Last week you heard about the North Beach eviction that brought me to 1907 Golden Gate, referred to hereafter as just 1907. It’s just one of those things that will keep coming up, in these tales of the city that used to be. Another thing you’ll be hearing about is the Cacophony Society, and the stuff we could get away with then.

When I still lived in the land of grizzled, hard-drinking Beat poets, I heard about something called the Suicide Club, a secret society of people who went in for high adrenaline fun, like altering billboards or walking up and down the cables of the Golden Gate Bridge in the late night fog. You heard people mention them in cafes, where people talked to each other instead of looking at their phones. You could nab one of those people and demand to know where to find the Suicide Club, but no one would ever say.

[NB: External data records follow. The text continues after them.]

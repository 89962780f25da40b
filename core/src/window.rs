//! Fasting window and progress engine
//!
//! Derives the live state of a fast (elapsed and remaining time, progress
//! toward the target, and which window "now" falls in) from a fast record
//! and an explicit timestamp.
//!
//! # Design Principles
//!
//! 1. **Pure Functions**: No clock access, no I/O; `now` is always a parameter
//! 2. **Total**: Every input produces a fully populated state, never a panic
//! 3. **Clamped**: Malformed records yield bounded values instead of errors

use chrono::{DateTime, Utc};
use serde::{Deserialize, Serialize};

/// Milliseconds in one hour
pub const MS_PER_HOUR: f64 = 3_600_000.0;

/// Label used when there is no fast to report on
pub const NO_ACTIVE_FAST_LABEL: &str = "no active fast";

// ============================================================================
// Fast Record
// ============================================================================

/// A fast as delivered by the API
///
/// Owned by the backend; the engine only reads it. Field names follow the
/// API's camelCase JSON shape.
#[derive(Debug, Clone, PartialEq, Serialize, Deserialize)]
#[serde(rename_all = "camelCase")]
pub struct FastRecord {
    /// Start of the fast
    pub start_at: DateTime<Utc>,
    /// Present once the fast has been closed
    #[serde(default, skip_serializing_if = "Option::is_none")]
    pub end_at: Option<DateTime<Utc>>,
    /// Planned fasting duration
    #[serde(default, skip_serializing_if = "Option::is_none")]
    pub target_duration_hours: Option<f64>,
    /// Boundary at which the fasting window is expected to end.
    /// Not re-derived from `target_duration_hours`.
    #[serde(default, skip_serializing_if = "Option::is_none")]
    pub fast_target_end_at: Option<DateTime<Utc>>,
    #[serde(default, skip_serializing_if = "Option::is_none")]
    pub eating_window_start_at: Option<DateTime<Utc>>,
    #[serde(default, skip_serializing_if = "Option::is_none")]
    pub eating_window_end_at: Option<DateTime<Utc>>,
}

impl FastRecord {
    /// Open fast starting at `start_at` with no target or windows
    pub fn started_at(start_at: DateTime<Utc>) -> Self {
        Self {
            start_at,
            end_at: None,
            target_duration_hours: None,
            fast_target_end_at: None,
            eating_window_start_at: None,
            eating_window_end_at: None,
        }
    }

    /// Whether the fast has been closed
    pub fn is_closed(&self) -> bool {
        self.end_at.is_some()
    }

    /// Target duration in milliseconds, if a usable target is set
    ///
    /// Zero, negative and NaN targets count as "no target".
    pub fn target_ms(&self) -> Option<f64> {
        self.target_duration_hours
            .filter(|hours| *hours > 0.0)
            .map(|hours| hours * MS_PER_HOUR)
    }
}

// ============================================================================
// Phase
// ============================================================================

/// Where "now" falls relative to the fast's windows
#[derive(Debug, Clone, Copy, PartialEq, Eq, Hash, Serialize, Deserialize, Default)]
#[serde(rename_all = "SCREAMING_SNAKE_CASE")]
pub enum Phase {
    FastingWindow,
    EatingWindow,
    #[default]
    OutsideWindows,
}

impl Phase {
    /// Human-readable tag shown on badges
    pub fn label(&self) -> &'static str {
        match self {
            Phase::FastingWindow => "fasting window",
            Phase::EatingWindow => "eating window",
            Phase::OutsideWindows => "outside windows",
        }
    }
}

impl std::fmt::Display for Phase {
    fn fmt(&self, f: &mut std::fmt::Formatter<'_>) -> std::fmt::Result {
        f.write_str(self.label())
    }
}

/// Classify `now` against the fast's windows
///
/// Rules are evaluated in order and the first match wins:
/// 1. `now < fast_target_end_at` → fasting window
/// 2. `eating_window_start_at <= now < eating_window_end_at` → eating window
/// 3. otherwise → outside windows
pub fn derive_phase(fast: &FastRecord, now: DateTime<Utc>) -> Phase {
    if let Some(target_end) = fast.fast_target_end_at {
        if now < target_end {
            return Phase::FastingWindow;
        }
    }

    if let (Some(start), Some(end)) = (fast.eating_window_start_at, fast.eating_window_end_at) {
        if start <= now && now < end {
            return Phase::EatingWindow;
        }
    }

    Phase::OutsideWindows
}

// ============================================================================
// Timer State
// ============================================================================

/// Snapshot of a fast at one instant, recomputed on every tick
#[derive(Debug, Clone, PartialEq, Serialize, Deserialize)]
#[serde(rename_all = "camelCase")]
pub struct TimerState {
    pub now: DateTime<Utc>,
    pub elapsed_ms: i64,
    pub elapsed_hours: f64,
    /// `None` when the fast has no target
    pub remaining_ms: Option<i64>,
    pub remaining_hours: Option<f64>,
    /// Fraction of the target elapsed, capped at 1. `None` without a target.
    pub progress: Option<f64>,
    pub is_over_target: bool,
    pub phase: Phase,
    pub is_in_fasting_window: bool,
    pub is_in_eating_window: bool,
    pub phase_label: String,
}

impl TimerState {
    /// State reported when there is no fast
    pub fn idle(now: DateTime<Utc>) -> Self {
        Self {
            now,
            elapsed_ms: 0,
            elapsed_hours: 0.0,
            remaining_ms: None,
            remaining_hours: None,
            progress: None,
            is_over_target: false,
            phase: Phase::OutsideWindows,
            is_in_fasting_window: false,
            is_in_eating_window: false,
            phase_label: NO_ACTIVE_FAST_LABEL.to_string(),
        }
    }
}

/// Compute the timer state of `fast` at `now`
///
/// Closed fasts report elapsed time frozen at `end_at - start_at`; open
/// fasts measure up to `now`. Elapsed time never goes negative, remaining
/// time is floored at zero and progress is capped at 1.
pub fn compute_timer_state(fast: Option<&FastRecord>, now: DateTime<Utc>) -> TimerState {
    let Some(fast) = fast else {
        return TimerState::idle(now);
    };

    let end = fast.end_at.unwrap_or(now);
    let elapsed_ms = (end - fast.start_at).num_milliseconds().max(0);
    let elapsed_hours = elapsed_ms as f64 / MS_PER_HOUR;

    let (remaining_ms, progress, is_over_target) = match fast.target_ms() {
        Some(target_ms) => {
            let elapsed = elapsed_ms as f64;
            // Partial milliseconds count as remaining so zero means over target
            let remaining = (target_ms - elapsed).max(0.0).ceil() as i64;
            let progress = (elapsed / target_ms).min(1.0);
            (Some(remaining), Some(progress), elapsed >= target_ms)
        }
        None => (None, None, false),
    };

    let phase = derive_phase(fast, now);

    TimerState {
        now,
        elapsed_ms,
        elapsed_hours,
        remaining_ms,
        remaining_hours: remaining_ms.map(|ms| ms as f64 / MS_PER_HOUR),
        progress,
        is_over_target,
        phase,
        is_in_fasting_window: phase == Phase::FastingWindow,
        is_in_eating_window: phase == Phase::EatingWindow,
        phase_label: phase.label().to_string(),
    }
}

/// Whether a caller should keep re-evaluating the state on a timer
///
/// Only an open fast changes over time; closed or absent fasts are static.
pub fn should_tick(fast: Option<&FastRecord>) -> bool {
    fast.is_some_and(|f| !f.is_closed())
}
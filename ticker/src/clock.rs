//! Wall-clock access
//!
//! The engine takes `now` as a parameter; the ticker asks a [`Clock`] for it
//! so tests can drive time without touching the system clock.

use chrono::{DateTime, Utc};

/// Source of the current instant
pub trait Clock: Send + Sync {
    fn now(&self) -> DateTime<Utc>;
}

/// The real system clock
#[derive(Debug, Clone, Copy, Default)]
pub struct SystemClock;

impl Clock for SystemClock {
    #[inline]
    fn now(&self) -> DateTime<Utc> {
        Utc::now()
    }
}
//! Fasting Tracker Ticker
//!
//! Drives the fasting window engine from a periodic timer. The engine is
//! pure; this crate owns the clock, the tick interval and the decision to
//! stop ticking once a fast is closed or gone.

pub mod clock;
pub mod config;
pub mod energy;
pub mod error;
pub mod ticker;

pub use clock::{Clock, SystemClock};
pub use ticker::{TickOutcome, Ticker};
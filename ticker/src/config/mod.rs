//! Configuration management for the fasting ticker
//!
//! Configuration is loaded hierarchically:
//! 1. Default values (in code)
//! 2. TOML config files (config/development.toml or config/production.toml)
//! 3. Environment variables (prefix: FT__)

use crate::error::{TickerError, TickerResult};
use fasting_tracker_core::{validate_profile, BodyProfile, EnergyUnit, FastRecord, Goal};
use serde::{Deserialize, Serialize};
use std::env;
use std::time::Duration;

/// Application configuration
#[derive(Debug, Clone, Serialize, Deserialize)]
pub struct AppConfig {
    pub ticker: TickerConfig,
    #[serde(default)]
    pub profile: Option<BodyProfile>,
    #[serde(default)]
    pub display: DisplayConfig,
}

/// Tick loop configuration
#[derive(Debug, Clone, Serialize, Deserialize)]
pub struct TickerConfig {
    /// Milliseconds between re-evaluations of an open fast
    pub interval_ms: u64,
    /// JSON file holding the fast record as returned by the API
    #[serde(default)]
    pub fast_file: Option<String>,
}

/// How results are shown
#[derive(Debug, Clone, Serialize, Deserialize)]
pub struct DisplayConfig {
    pub energy_unit: EnergyUnit,
    /// Goal used for the preset target when no profile is configured
    pub fallback_goal: Goal,
}

impl Default for DisplayConfig {
    fn default() -> Self {
        Self {
            energy_unit: EnergyUnit::Kcal,
            fallback_goal: Goal::Maintenance,
        }
    }
}

impl Default for AppConfig {
    fn default() -> Self {
        Self {
            ticker: TickerConfig {
                interval_ms: 1000,
                fast_file: None,
            },
            profile: None,
            display: DisplayConfig::default(),
        }
    }
}

impl AppConfig {
    /// Load configuration from files and environment
    ///
    /// Loading order (later sources override earlier):
    /// 1. Default values
    /// 2. Config file based on RUST_ENV (development.toml or production.toml)
    /// 3. Environment variables with FT__ prefix
    pub fn load() -> TickerResult<Self> {
        // e.g., FT__TICKER__INTERVAL_MS=500 sets ticker.interval_ms
        Self::load_with_env(config::Environment::with_prefix("FT").separator("__"))
    }

    fn load_with_env(environment: config::Environment) -> TickerResult<Self> {
        let env = env::var("RUST_ENV").unwrap_or_else(|_| "development".to_string());
        let config_file = format!("config/{}.toml", env);

        let config = config::Config::builder()
            .add_source(config::Config::try_from(&AppConfig::default())?)
            .add_source(config::File::with_name(&config_file).required(false))
            .add_source(environment.try_parsing(true))
            .build()?;

        Ok(config.try_deserialize()?)
    }

    /// Check if running in production mode
    pub fn is_production() -> bool {
        env::var("RUST_ENV")
            .map(|v| v == "production")
            .unwrap_or(false)
    }

    /// Reject settings the ticker cannot run with
    pub fn validate(&self) -> TickerResult<()> {
        if self.ticker.interval_ms == 0 {
            return Err(TickerError::InvalidConfig(
                "ticker.interval_ms must be positive".to_string(),
            ));
        }
        if let Some(profile) = &self.profile {
            validate_profile(profile)?;
        }
        Ok(())
    }

    pub fn interval(&self) -> Duration {
        Duration::from_millis(self.ticker.interval_ms)
    }

    /// Read the configured fast record, if any
    ///
    /// A file containing `null` means there is no active fast.
    pub fn load_fast(&self) -> TickerResult<Option<FastRecord>> {
        let Some(path) = &self.ticker.fast_file else {
            return Ok(None);
        };

        let contents = std::fs::read_to_string(path).map_err(|source| TickerError::FastFile {
            path: path.clone(),
            source,
        })?;

        serde_json::from_str(&contents).map_err(|source| TickerError::FastRecord {
            path: path.clone(),
            source,
        })
    }
}

#[cfg(test)]
mod tests {
    use super::*;
    use fasting_tracker_core::{ActivityLevel, Sex};
    use std::path::PathBuf;

    fn temp_file(name: &str, contents: &str) -> PathBuf {
        let path = env::temp_dir().join(format!("fasting-ticker-{}-{}", std::process::id(), name));
        std::fs::write(&path, contents).unwrap();
        path
    }

    #[test]
    fn test_default_config() {
        let config = AppConfig::default();
        assert_eq!(config.ticker.interval_ms, 1000);
        assert_eq!(config.interval(), Duration::from_secs(1));
        assert!(config.profile.is_none());
        assert_eq!(config.display.energy_unit, EnergyUnit::Kcal);
        assert_eq!(config.display.fallback_goal, Goal::Maintenance);
        assert!(config.validate().is_ok());
    }

    #[test]
    fn test_is_production() {
        // Default should be false (development)
        assert!(!AppConfig::is_production());
    }

    #[test]
    fn test_zero_interval_rejected() {
        let mut config = AppConfig::default();
        config.ticker.interval_ms = 0;
        assert!(matches!(config.validate(), Err(TickerError::InvalidConfig(_))));
    }

    #[test]
    fn test_implausible_profile_rejected() {
        let mut config = AppConfig::default();
        config.profile = Some(BodyProfile {
            sex: Sex::Male,
            age_years: 30,
            height_cm: 180.0,
            weight_kg: 5.0,
            activity: ActivityLevel::Moderate,
            goal: Goal::WeightLoss,
        });
        match config.validate() {
            Err(TickerError::Profile(err)) => assert_eq!(err.field, "weightKg"),
            other => panic!("expected profile error, got {:?}", other),
        }
    }

    fn env_vars(vars: &[(&str, &str)]) -> config::Environment {
        let source: config::Map<String, String> = vars
            .iter()
            .map(|(k, v)| (k.to_string(), v.to_string()))
            .collect();
        config::Environment::with_prefix("FT")
            .separator("__")
            .source(Some(source))
    }

    #[test]
    fn test_env_overrides_defaults() {
        let config = AppConfig::load_with_env(env_vars(&[
            ("FT__TICKER__INTERVAL_MS", "250"),
            ("FT__DISPLAY__ENERGY_UNIT", "kj"),
            ("FT__DISPLAY__FALLBACK_GOAL", "MUSCLE_GAIN"),
            ("OTHER__TICKER__INTERVAL_MS", "9"),
        ]))
        .unwrap();

        assert_eq!(config.interval(), Duration::from_millis(250));
        assert_eq!(config.display.energy_unit, EnergyUnit::Kj);
        assert_eq!(config.display.fallback_goal, Goal::MuscleGain);
    }

    #[test]
    fn test_env_supplies_profile() {
        let config = AppConfig::load_with_env(env_vars(&[
            ("FT__PROFILE__SEX", "male"),
            ("FT__PROFILE__AGE_YEARS", "30"),
            ("FT__PROFILE__HEIGHT_CM", "180"),
            ("FT__PROFILE__WEIGHT_KG", "80.5"),
            ("FT__PROFILE__ACTIVITY", "MODERATE"),
            ("FT__PROFILE__GOAL", "WEIGHT_LOSS"),
        ]))
        .unwrap();

        let profile = config.profile.unwrap();
        assert_eq!(profile.age_years, 30);
        assert_eq!(profile.height_cm, 180.0);
        assert_eq!(profile.weight_kg, 80.5);
        assert_eq!(profile.activity, ActivityLevel::Moderate);
    }

    #[test]
    fn test_env_rejects_bad_value() {
        let result = AppConfig::load_with_env(env_vars(&[("FT__TICKER__INTERVAL_MS", "soon")]));
        assert!(matches!(result, Err(TickerError::Config(_))));
    }

    #[test]
    fn test_load_fast_without_file() {
        assert_eq!(AppConfig::default().load_fast().unwrap(), None);
    }

    #[test]
    fn test_load_fast_from_file() {
        let path = temp_file(
            "open.json",
            r#"{"startAt":"2024-03-01T20:00:00Z","targetDurationHours":16}"#,
        );
        let mut config = AppConfig::default();
        config.ticker.fast_file = Some(path.to_string_lossy().into_owned());

        let fast = config.load_fast().unwrap().unwrap();
        assert_eq!(fast.target_duration_hours, Some(16.0));
        assert!(!fast.is_closed());
        std::fs::remove_file(path).ok();
    }

    #[test]
    fn test_load_fast_null_file() {
        let path = temp_file("null.json", "null");
        let mut config = AppConfig::default();
        config.ticker.fast_file = Some(path.to_string_lossy().into_owned());

        assert_eq!(config.load_fast().unwrap(), None);
        std::fs::remove_file(path).ok();
    }

    #[test]
    fn test_load_fast_errors() {
        let mut config = AppConfig::default();
        config.ticker.fast_file = Some("/definitely/not/here.json".to_string());
        assert!(matches!(config.load_fast(), Err(TickerError::FastFile { .. })));

        let path = temp_file("bad.json", r#"{"endAt":"2024-03-01T20:00:00Z"}"#);
        config.ticker.fast_file = Some(path.to_string_lossy().into_owned());
        assert!(matches!(config.load_fast(), Err(TickerError::FastRecord { .. })));
        std::fs::remove_file(path).ok();
    }
}
//! Fasting Ticker
//!
//! Runs the fasting window engine against a fast record on a one second
//! tick and logs every state, the way the timer view consumes it.
//!
//! ## Inputs
//!
//! - `ticker.fast_file`: JSON fast record as returned by the API
//! - `profile`: optional body profile for the daily calorie target

use anyhow::Result;
use fasting_tracker_core::{format_duration, TimerState};
use fasting_tracker_ticker::{config, energy, Ticker};
use tokio::signal;
use tokio::sync::watch;
use tracing::{error, info};
use tracing_subscriber::{layer::SubscriberExt, util::SubscriberInitExt};

#[tokio::main]
async fn main() -> Result<()> {
    // Load environment variables from .env file
    dotenvy::dotenv().ok();

    init_tracing();

    let config = config::AppConfig::load()?;

    info!(
        version = env!("CARGO_PKG_VERSION"),
        env = if config::AppConfig::is_production() { "production" } else { "development" },
        "Starting fasting ticker"
    );

    if let Err(e) = config.validate() {
        error!("Configuration error: {}", e);
        return Err(e.into());
    }

    let daily = energy::daily_target(&config);
    info!(
        goal = daily.goal.as_str(),
        maintenance = ?daily.maintenance,
        target = daily.target,
        unit = %daily.unit,
        source = ?daily.source,
        "Daily energy target"
    );

    let fast = config.load_fast()?;
    if fast.is_none() {
        info!("No active fast configured");
    }

    // Sender stays alive for the whole run; dropping it ends the loop
    let (_fast_tx, fast_rx) = watch::channel(fast);

    let ticker = Ticker::new(config.interval());
    let outcome = ticker.run(fast_rx, log_state, shutdown_signal()).await;

    info!(?outcome, "Ticker stopped");
    Ok(())
}

/// Log one timer state
fn log_state(state: &TimerState) {
    let remaining = state
        .remaining_ms
        .map(format_duration)
        .unwrap_or_else(|| "--:--:--".to_string());

    info!(
        elapsed = %format_duration(state.elapsed_ms),
        remaining = %remaining,
        progress = ?state.progress,
        over_target = state.is_over_target,
        phase = %state.phase_label,
        "Timer"
    );
}

/// Initialize tracing/logging
fn init_tracing() {
    let env_filter = tracing_subscriber::EnvFilter::try_from_default_env().unwrap_or_else(|_| {
        if config::AppConfig::is_production() {
            "fasting_ticker=info,fasting_tracker_ticker=info".into()
        } else {
            "fasting_ticker=debug,fasting_tracker_ticker=debug".into()
        }
    });

    let subscriber = tracing_subscriber::registry().with(env_filter);

    if config::AppConfig::is_production() {
        // JSON logging for production (better for log aggregation)
        subscriber
            .with(tracing_subscriber::fmt::layer().json())
            .init();
    } else {
        subscriber
            .with(tracing_subscriber::fmt::layer().pretty())
            .init();
    }
}

/// Resolves on Ctrl+C or SIGTERM
async fn shutdown_signal() {
    let ctrl_c = async {
        if let Err(e) = signal::ctrl_c().await {
            error!("Failed to install Ctrl+C handler: {}", e);
            std::future::pending::<()>().await;
        }
    };

    #[cfg(unix)]
    let terminate = async {
        match signal::unix::signal(signal::unix::SignalKind::terminate()) {
            Ok(mut sigterm) => {
                sigterm.recv().await;
            }
            Err(e) => {
                error!("Failed to install SIGTERM handler: {}", e);
                std::future::pending::<()>().await;
            }
        }
    };

    #[cfg(not(unix))]
    let terminate = std::future::pending::<()>();

    tokio::select! {
        _ = ctrl_c => {
            info!("Received Ctrl+C, stopping");
        }
        _ = terminate => {
            info!("Received SIGTERM, stopping");
        }
    }
}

By the time of the eviction, I began to see newsletters for the Cacophony Society, which turned out to be the Suicide Club’s more public successor. Before the Internet and social media, people printed things out to communicate. Cacophony’s newsletter, Rough Draft, invited anyone who dared to participate in the oddball adventures dreamed up by a band of inspired misfits and arty types. I always meant to go to one of those events, but when you lived in North Beach, you only went south of Broadway when absolutely necessary, like for Chinese food.

One of my early roommates at 1907, Kevin Evans, shared an art school studio with Carrie Galbraith, who turned out to be a devoted and immensely smart Cacophony member. She naturally tried to convince him to come out and play, and he had no trouble convincing me.

When you have a 4800 square foot apartment with an ever-changing succession of interesting things to look at, and furniture you can put your feet on, you have the natural environment for parties, except for the inevitable bottleneck in the 1907 hallways. We threw half a dozen mega parties every year, and a few dozen smaller things, like birthdays, dinner parties, green card weddings, or other events. The dirty dishes were epic.

A week or so after we decided to join Cacophony, we had one of the raging late-night mob scenes at 1907. I was in the all redwood back parlor, sitting on one of the sofas by the fire. It wasn’t politically incorrect to burn wood then. I was looking in the direction of person I was talking to, with the third floor bay window behind him.

I spilled my drink when I saw a human hand coming in the slightly open window, from the outside of the building, where I knew damned well there was no fire escape. Thirty seconds later, a dapper and engaging fellow leaped in through the window—that knight of Cacophony, John Law. I looked outside. There was no ladder.

John Law said I should come out and play with them, and a week later I was trailing along behind a party, dressed in formal wear and hip waders, on a late-night exploration of the Oakland storm drains. John was in the advance guard, of course, because he knew his way around such places, and he somehow managed to get us out of the exact manhole cover in an Oakland public park where we’d planned to have cocktails and a late-night picnic.

After that, dinner and a movie seemed like a tame, if entertaining, way to spend an evening, and every week there was some new weird Cacophony thing to do. And if we weren’t actually doing it, we were making props and costumes, scouting locations, and exploring places we weren’t supposed to be. Things changed after Cacophony made Burning Man at the Black Rock possible, but that’s another story.

John taught me a doctorate’s worth about how to play hard and the incomparable rush you get from it. As a therapist now, I insist that my clients play: it’s a fabulously crazy way to stay sane, and I really recommend it.

The photo above shows 1907 resident feline Marcel Purroust keeping watch over the bay window of the all redwood back parlor, through which John Law entered my life.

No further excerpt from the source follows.